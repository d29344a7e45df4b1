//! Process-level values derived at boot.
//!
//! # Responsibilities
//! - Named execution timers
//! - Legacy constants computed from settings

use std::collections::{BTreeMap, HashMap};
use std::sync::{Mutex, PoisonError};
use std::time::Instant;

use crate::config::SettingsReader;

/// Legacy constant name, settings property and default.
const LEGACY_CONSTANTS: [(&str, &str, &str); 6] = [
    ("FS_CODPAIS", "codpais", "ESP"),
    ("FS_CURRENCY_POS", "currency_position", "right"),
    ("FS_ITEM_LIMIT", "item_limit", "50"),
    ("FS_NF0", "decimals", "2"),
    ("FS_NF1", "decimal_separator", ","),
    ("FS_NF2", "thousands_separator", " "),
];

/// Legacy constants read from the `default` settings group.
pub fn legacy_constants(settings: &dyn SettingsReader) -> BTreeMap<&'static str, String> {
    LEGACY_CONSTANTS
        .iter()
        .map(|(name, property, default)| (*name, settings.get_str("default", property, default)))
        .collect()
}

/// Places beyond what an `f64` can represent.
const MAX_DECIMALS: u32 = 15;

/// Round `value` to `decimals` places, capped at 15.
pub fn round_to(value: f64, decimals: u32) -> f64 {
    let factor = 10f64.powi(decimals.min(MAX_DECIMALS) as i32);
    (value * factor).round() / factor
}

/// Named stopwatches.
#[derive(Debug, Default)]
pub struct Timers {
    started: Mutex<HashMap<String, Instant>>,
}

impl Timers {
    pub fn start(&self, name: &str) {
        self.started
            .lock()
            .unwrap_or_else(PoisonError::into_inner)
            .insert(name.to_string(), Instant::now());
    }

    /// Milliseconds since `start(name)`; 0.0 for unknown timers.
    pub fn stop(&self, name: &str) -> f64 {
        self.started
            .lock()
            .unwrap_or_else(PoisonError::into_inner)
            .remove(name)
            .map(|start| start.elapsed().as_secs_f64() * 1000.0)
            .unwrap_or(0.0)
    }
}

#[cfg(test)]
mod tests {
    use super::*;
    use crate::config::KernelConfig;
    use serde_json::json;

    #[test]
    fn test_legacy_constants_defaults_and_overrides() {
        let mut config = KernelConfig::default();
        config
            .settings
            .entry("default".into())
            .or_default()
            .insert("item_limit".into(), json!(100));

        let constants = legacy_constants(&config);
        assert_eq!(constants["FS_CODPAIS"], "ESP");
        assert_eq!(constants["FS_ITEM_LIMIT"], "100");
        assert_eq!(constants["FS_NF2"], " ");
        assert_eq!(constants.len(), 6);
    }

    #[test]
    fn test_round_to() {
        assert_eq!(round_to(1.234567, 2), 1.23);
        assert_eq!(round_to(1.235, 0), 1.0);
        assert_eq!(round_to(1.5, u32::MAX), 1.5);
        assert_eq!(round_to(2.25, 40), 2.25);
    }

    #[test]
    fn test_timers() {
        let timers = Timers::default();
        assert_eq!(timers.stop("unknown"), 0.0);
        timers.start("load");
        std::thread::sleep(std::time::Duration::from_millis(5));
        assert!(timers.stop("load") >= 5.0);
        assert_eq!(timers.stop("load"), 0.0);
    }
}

==

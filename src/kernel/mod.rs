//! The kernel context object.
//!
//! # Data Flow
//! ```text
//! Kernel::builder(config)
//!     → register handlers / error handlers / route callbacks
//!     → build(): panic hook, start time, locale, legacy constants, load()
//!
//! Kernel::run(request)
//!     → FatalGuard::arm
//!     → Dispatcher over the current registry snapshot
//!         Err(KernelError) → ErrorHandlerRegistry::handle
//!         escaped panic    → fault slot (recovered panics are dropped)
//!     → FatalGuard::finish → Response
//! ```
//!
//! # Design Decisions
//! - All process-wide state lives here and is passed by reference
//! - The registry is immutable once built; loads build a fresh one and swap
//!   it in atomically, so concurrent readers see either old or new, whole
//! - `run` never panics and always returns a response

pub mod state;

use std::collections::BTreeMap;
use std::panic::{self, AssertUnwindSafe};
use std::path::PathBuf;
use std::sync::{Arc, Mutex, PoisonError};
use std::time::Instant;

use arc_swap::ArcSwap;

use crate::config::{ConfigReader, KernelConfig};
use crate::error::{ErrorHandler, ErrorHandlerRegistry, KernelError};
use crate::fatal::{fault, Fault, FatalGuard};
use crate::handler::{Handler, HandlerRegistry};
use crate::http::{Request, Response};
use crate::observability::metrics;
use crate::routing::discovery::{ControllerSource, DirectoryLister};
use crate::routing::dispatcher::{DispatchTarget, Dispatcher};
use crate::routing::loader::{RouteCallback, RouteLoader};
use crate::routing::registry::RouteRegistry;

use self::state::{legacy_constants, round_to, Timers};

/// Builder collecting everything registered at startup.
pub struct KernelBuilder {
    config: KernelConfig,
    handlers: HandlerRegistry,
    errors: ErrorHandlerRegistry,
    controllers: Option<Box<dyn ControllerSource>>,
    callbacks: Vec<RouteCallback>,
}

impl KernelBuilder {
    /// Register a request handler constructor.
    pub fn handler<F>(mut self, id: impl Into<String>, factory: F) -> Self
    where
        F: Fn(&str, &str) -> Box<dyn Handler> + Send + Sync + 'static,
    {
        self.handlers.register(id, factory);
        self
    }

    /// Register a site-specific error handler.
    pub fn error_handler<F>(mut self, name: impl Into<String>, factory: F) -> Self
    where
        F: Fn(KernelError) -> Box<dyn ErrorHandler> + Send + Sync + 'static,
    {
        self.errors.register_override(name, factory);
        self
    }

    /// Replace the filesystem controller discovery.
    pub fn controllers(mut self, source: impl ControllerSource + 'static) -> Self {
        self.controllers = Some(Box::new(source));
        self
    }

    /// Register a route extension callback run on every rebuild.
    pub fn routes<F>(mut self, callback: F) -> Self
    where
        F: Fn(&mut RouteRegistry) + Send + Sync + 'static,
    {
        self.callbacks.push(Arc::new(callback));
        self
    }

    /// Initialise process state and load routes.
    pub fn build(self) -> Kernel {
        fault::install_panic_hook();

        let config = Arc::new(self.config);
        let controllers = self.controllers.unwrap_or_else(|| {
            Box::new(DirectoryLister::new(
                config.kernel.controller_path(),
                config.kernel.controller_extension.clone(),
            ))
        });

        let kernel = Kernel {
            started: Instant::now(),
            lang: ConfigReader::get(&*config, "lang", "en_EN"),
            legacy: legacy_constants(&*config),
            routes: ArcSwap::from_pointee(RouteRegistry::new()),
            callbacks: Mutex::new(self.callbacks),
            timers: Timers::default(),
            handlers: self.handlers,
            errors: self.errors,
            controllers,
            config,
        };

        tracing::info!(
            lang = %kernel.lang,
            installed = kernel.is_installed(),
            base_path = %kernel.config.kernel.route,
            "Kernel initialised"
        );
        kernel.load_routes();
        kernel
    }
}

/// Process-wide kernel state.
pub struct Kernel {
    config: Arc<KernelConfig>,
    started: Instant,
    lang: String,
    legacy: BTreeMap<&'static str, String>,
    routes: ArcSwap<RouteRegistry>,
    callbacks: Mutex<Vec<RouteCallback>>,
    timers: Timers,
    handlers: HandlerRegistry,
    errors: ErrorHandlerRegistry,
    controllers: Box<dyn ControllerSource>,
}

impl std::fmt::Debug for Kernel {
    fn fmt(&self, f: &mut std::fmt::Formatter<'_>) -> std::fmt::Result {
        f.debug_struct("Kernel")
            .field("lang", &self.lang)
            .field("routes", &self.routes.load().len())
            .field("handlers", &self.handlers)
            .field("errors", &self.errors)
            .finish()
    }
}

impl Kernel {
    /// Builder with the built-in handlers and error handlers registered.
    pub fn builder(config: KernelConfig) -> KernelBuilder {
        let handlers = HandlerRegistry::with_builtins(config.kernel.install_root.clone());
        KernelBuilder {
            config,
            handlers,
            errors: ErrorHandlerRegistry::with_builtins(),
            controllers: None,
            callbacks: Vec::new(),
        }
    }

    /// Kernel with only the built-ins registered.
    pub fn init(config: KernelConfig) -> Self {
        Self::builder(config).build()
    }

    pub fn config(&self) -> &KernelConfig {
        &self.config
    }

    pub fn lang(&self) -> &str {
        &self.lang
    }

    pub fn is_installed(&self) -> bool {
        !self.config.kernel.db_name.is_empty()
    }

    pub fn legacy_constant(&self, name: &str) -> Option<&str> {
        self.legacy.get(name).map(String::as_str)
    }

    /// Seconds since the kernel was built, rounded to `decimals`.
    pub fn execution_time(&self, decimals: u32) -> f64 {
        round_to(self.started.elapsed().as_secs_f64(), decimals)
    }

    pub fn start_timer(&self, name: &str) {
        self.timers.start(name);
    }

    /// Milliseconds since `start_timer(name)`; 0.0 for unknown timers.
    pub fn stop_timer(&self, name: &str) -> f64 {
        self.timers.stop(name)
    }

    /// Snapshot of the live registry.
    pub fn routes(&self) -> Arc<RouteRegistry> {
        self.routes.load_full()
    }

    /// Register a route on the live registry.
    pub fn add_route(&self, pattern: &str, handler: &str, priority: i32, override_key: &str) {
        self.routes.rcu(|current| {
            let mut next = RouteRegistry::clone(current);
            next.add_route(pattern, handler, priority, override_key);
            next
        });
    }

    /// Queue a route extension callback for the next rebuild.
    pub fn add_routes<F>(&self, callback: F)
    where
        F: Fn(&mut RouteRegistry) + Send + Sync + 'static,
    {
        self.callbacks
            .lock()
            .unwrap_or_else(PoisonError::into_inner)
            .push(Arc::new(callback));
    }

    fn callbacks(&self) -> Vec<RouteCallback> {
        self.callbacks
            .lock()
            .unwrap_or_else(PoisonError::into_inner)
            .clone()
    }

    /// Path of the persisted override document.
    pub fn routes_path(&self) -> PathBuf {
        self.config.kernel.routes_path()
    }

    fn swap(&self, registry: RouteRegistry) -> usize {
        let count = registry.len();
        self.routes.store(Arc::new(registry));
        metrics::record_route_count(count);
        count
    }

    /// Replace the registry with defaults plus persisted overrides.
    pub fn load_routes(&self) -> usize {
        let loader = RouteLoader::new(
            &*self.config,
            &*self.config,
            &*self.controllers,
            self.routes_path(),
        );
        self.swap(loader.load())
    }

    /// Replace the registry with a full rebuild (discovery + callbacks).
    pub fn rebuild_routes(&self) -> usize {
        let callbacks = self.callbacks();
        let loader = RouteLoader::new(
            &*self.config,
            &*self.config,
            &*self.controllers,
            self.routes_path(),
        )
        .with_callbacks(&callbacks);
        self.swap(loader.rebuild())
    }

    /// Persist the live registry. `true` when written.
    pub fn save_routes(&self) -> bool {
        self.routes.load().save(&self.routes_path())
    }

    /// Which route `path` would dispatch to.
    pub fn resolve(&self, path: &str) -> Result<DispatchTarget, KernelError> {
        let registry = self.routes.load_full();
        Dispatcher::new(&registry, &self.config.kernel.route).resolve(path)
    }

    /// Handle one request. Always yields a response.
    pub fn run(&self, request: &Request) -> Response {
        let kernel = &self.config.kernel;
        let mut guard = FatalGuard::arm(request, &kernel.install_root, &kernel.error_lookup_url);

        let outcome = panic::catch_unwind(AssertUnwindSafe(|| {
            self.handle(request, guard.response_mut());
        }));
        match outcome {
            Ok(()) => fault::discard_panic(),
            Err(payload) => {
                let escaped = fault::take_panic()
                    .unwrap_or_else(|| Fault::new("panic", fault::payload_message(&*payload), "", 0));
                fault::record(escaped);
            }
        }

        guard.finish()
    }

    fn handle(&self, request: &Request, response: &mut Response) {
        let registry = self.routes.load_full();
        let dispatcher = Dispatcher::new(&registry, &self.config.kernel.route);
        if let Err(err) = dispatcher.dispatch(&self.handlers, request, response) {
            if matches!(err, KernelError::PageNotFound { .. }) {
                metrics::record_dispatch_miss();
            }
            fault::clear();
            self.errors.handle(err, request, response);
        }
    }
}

WHAT YOU WILL DO - Your answer must consist solely of the lines above between the line holding "pub fn legacy_constants(settings: &dyn" and the line holding "const MAX_DECIMALS: u32 = 15;", inclusive, copied exactly.

EXERCISE OUTPUT -
pub fn legacy_constants(settings: &dyn SettingsReader) -> BTreeMap<&'static str, String> {
    LEGACY_CONSTANTS
        .iter()
        .map(|(name, property, default)| (*name, settings.get_str("default", property, default)))
        .collect()
}

/// Places beyond what an `f64` can represent.
const MAX_DECIMALS: u32 = 15;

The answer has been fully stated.